BEGIN Information shown

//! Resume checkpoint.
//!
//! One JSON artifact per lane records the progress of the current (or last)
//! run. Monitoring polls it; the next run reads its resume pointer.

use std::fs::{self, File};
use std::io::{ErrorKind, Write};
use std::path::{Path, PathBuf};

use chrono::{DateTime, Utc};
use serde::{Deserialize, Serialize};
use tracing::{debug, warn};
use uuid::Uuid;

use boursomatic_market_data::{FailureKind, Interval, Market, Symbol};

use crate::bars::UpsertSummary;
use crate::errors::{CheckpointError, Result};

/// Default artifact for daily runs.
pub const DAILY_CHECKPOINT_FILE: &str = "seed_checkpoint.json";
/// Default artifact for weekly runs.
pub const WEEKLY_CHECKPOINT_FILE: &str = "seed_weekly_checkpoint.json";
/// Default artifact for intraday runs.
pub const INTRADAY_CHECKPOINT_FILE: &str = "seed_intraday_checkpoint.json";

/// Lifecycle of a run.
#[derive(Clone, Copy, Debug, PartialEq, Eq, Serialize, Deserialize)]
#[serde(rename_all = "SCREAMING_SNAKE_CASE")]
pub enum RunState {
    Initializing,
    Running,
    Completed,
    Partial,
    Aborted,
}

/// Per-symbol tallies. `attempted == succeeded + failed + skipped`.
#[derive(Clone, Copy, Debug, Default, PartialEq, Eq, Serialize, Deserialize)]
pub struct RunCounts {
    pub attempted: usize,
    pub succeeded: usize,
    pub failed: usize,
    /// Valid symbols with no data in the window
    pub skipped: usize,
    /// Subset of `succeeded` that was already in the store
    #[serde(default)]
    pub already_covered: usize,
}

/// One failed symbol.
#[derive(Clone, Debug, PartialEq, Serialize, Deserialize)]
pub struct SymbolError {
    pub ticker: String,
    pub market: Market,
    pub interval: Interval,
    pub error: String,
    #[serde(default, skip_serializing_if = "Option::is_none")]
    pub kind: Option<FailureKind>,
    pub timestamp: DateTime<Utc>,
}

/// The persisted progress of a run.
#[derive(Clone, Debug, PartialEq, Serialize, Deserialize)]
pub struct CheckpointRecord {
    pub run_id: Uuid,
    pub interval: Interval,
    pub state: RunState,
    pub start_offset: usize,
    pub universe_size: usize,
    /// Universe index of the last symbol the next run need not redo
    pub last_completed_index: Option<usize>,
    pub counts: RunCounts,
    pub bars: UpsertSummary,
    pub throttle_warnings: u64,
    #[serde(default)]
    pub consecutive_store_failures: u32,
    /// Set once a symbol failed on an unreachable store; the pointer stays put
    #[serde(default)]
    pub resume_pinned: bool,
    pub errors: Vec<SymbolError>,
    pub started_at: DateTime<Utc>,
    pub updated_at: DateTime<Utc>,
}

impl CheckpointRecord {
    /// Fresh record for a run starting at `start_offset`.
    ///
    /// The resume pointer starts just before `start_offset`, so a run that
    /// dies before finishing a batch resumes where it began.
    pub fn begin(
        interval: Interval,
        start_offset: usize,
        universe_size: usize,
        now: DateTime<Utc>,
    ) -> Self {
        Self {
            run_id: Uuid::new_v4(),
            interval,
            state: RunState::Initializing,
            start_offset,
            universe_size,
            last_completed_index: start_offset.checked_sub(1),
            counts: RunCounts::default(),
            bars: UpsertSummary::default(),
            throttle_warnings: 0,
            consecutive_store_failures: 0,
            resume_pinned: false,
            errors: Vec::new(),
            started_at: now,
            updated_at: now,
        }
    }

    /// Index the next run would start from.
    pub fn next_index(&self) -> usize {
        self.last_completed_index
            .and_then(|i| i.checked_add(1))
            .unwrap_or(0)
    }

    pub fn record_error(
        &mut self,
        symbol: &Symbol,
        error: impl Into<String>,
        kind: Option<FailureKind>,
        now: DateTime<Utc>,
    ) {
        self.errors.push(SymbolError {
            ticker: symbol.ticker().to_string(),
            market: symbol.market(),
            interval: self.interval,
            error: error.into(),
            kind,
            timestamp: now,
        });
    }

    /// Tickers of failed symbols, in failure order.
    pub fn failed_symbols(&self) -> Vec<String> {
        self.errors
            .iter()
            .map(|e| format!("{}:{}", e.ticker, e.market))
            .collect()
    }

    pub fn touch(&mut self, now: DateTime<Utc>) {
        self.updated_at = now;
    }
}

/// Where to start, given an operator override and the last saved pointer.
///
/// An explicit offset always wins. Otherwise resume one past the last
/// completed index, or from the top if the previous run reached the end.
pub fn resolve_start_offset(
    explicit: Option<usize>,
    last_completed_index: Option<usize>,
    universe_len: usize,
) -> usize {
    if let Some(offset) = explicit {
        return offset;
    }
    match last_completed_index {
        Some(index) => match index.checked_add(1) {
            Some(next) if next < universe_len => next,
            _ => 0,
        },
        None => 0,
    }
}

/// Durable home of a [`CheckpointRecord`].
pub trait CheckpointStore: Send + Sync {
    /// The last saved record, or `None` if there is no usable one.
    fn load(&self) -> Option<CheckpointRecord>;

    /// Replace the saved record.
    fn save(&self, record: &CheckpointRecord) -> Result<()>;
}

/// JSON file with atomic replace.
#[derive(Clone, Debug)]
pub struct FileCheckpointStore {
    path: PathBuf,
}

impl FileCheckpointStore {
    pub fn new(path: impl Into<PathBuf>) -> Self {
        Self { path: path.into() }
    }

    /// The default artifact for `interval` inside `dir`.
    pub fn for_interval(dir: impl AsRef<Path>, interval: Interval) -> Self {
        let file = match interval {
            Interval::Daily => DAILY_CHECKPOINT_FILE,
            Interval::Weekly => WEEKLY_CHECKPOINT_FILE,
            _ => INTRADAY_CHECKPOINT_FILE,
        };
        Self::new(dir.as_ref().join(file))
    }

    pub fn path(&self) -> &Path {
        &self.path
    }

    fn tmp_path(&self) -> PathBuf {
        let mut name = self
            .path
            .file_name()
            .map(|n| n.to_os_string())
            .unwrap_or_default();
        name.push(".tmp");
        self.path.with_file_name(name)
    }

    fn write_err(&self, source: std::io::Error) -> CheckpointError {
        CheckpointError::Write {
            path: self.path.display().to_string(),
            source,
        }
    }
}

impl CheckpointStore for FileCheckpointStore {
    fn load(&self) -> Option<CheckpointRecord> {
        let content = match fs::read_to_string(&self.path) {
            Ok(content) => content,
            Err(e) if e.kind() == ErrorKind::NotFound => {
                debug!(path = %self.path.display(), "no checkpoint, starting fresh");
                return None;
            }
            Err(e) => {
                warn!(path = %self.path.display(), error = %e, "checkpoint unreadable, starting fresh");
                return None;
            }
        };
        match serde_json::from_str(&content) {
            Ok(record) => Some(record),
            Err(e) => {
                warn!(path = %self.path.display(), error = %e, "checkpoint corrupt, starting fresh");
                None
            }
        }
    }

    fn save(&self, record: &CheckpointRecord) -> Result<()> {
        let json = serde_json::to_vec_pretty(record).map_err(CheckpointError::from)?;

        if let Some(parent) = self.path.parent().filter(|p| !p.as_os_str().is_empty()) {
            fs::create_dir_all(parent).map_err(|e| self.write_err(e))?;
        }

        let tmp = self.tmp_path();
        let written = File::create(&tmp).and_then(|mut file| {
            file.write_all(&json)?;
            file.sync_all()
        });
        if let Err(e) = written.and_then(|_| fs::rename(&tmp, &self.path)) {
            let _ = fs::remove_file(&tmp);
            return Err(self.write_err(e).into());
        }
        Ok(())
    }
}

END Information shown
BEGIN Information shown

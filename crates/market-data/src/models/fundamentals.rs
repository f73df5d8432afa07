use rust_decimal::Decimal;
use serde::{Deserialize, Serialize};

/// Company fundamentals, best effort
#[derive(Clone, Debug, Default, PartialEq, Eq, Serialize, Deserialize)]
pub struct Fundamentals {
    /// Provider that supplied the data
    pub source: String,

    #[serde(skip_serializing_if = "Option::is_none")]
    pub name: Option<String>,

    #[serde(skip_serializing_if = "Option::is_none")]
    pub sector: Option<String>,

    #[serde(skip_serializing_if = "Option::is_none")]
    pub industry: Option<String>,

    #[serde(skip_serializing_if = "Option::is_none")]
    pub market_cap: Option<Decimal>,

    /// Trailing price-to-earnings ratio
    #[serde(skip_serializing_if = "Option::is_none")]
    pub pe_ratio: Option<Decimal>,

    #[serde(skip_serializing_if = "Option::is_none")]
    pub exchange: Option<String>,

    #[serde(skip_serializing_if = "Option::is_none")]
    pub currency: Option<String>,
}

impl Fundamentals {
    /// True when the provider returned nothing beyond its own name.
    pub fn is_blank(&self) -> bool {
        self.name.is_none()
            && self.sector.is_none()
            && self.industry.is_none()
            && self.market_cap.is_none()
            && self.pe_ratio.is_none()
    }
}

END Information shown
BEGIN Information shown

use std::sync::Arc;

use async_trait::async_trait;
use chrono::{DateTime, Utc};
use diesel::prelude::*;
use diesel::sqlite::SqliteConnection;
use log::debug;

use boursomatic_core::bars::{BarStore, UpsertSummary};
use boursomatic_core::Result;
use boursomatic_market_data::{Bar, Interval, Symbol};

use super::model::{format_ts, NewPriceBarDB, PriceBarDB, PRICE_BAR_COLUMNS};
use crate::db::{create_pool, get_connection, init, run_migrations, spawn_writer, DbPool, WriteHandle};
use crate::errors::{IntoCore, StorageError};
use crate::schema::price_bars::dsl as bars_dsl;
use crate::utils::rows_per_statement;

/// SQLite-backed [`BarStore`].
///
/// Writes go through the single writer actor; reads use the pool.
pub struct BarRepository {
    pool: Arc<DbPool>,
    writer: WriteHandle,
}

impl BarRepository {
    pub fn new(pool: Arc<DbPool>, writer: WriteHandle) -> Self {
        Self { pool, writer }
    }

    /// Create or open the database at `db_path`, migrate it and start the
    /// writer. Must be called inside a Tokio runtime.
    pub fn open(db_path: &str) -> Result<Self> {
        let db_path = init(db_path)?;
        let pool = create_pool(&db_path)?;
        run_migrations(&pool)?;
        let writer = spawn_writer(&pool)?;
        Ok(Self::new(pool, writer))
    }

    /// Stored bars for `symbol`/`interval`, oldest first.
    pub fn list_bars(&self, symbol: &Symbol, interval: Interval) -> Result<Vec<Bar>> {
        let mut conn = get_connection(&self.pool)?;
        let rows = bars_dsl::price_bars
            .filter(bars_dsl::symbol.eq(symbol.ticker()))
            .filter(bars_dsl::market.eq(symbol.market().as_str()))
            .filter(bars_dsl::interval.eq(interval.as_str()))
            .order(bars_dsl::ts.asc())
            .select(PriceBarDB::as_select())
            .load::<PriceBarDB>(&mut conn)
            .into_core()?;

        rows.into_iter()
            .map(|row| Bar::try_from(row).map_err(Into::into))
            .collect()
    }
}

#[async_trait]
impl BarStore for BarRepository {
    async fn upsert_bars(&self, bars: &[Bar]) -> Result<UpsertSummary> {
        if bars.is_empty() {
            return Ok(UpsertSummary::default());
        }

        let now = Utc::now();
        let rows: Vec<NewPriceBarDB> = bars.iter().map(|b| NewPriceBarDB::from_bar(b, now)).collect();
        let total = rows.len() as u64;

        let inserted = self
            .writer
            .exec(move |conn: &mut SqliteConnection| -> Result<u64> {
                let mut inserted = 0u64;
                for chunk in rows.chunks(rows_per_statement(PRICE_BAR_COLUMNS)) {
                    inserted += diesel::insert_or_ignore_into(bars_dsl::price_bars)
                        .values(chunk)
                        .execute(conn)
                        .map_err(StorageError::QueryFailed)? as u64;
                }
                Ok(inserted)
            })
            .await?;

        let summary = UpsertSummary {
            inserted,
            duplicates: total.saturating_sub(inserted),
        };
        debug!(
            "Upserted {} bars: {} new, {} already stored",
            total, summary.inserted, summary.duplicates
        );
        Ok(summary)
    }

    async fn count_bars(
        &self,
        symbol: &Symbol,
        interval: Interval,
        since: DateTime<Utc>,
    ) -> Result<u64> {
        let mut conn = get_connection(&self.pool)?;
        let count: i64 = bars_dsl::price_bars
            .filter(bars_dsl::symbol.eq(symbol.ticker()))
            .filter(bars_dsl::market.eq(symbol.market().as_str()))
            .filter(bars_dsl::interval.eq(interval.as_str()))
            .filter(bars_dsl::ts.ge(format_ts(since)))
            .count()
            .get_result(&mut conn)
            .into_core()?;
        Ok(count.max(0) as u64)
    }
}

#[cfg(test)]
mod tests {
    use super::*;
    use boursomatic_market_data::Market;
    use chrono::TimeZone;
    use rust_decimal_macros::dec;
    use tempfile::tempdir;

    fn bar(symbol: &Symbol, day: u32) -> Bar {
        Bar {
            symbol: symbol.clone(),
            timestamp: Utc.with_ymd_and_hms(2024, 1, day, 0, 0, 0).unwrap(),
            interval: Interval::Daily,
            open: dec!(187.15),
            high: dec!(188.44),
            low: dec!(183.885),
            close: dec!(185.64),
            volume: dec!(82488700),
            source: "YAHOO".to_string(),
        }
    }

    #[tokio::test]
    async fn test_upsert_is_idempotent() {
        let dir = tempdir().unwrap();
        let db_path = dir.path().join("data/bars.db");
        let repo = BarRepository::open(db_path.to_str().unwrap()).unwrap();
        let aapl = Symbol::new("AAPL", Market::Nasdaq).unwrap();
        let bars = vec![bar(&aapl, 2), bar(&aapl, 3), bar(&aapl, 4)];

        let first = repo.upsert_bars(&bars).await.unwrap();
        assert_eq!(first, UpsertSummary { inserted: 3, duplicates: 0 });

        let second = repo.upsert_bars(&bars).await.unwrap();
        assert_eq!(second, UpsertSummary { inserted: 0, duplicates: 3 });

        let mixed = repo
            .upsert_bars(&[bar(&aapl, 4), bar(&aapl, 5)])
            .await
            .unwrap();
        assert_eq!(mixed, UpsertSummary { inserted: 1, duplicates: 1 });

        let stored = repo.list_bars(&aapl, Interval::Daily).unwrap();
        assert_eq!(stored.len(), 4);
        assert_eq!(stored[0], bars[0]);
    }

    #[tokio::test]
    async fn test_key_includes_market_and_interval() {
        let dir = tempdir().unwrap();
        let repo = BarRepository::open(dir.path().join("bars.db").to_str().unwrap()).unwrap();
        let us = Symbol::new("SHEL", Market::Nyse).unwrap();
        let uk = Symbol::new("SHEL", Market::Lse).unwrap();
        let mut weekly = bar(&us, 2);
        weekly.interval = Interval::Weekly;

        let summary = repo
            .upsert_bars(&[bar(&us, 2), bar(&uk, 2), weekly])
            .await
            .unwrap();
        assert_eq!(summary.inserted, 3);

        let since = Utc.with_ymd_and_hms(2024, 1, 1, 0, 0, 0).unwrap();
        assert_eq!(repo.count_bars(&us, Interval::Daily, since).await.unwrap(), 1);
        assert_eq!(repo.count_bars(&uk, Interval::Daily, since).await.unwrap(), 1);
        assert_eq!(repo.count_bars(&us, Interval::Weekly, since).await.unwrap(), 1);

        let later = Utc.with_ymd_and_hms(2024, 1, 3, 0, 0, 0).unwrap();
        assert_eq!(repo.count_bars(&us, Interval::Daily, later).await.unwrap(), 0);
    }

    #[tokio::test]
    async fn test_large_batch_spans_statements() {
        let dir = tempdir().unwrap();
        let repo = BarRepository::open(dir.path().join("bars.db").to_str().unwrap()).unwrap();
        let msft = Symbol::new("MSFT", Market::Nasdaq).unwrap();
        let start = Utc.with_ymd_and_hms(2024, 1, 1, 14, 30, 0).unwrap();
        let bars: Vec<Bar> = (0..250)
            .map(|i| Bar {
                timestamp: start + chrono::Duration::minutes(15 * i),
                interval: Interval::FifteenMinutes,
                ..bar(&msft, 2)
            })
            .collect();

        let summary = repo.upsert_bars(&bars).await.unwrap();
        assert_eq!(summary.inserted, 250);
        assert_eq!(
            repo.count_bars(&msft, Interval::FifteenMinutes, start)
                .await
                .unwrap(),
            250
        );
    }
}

END Information shown

Exercise description: Using the data above, count the lines where "reads" appears. Reply with the number only.

Finished task: 2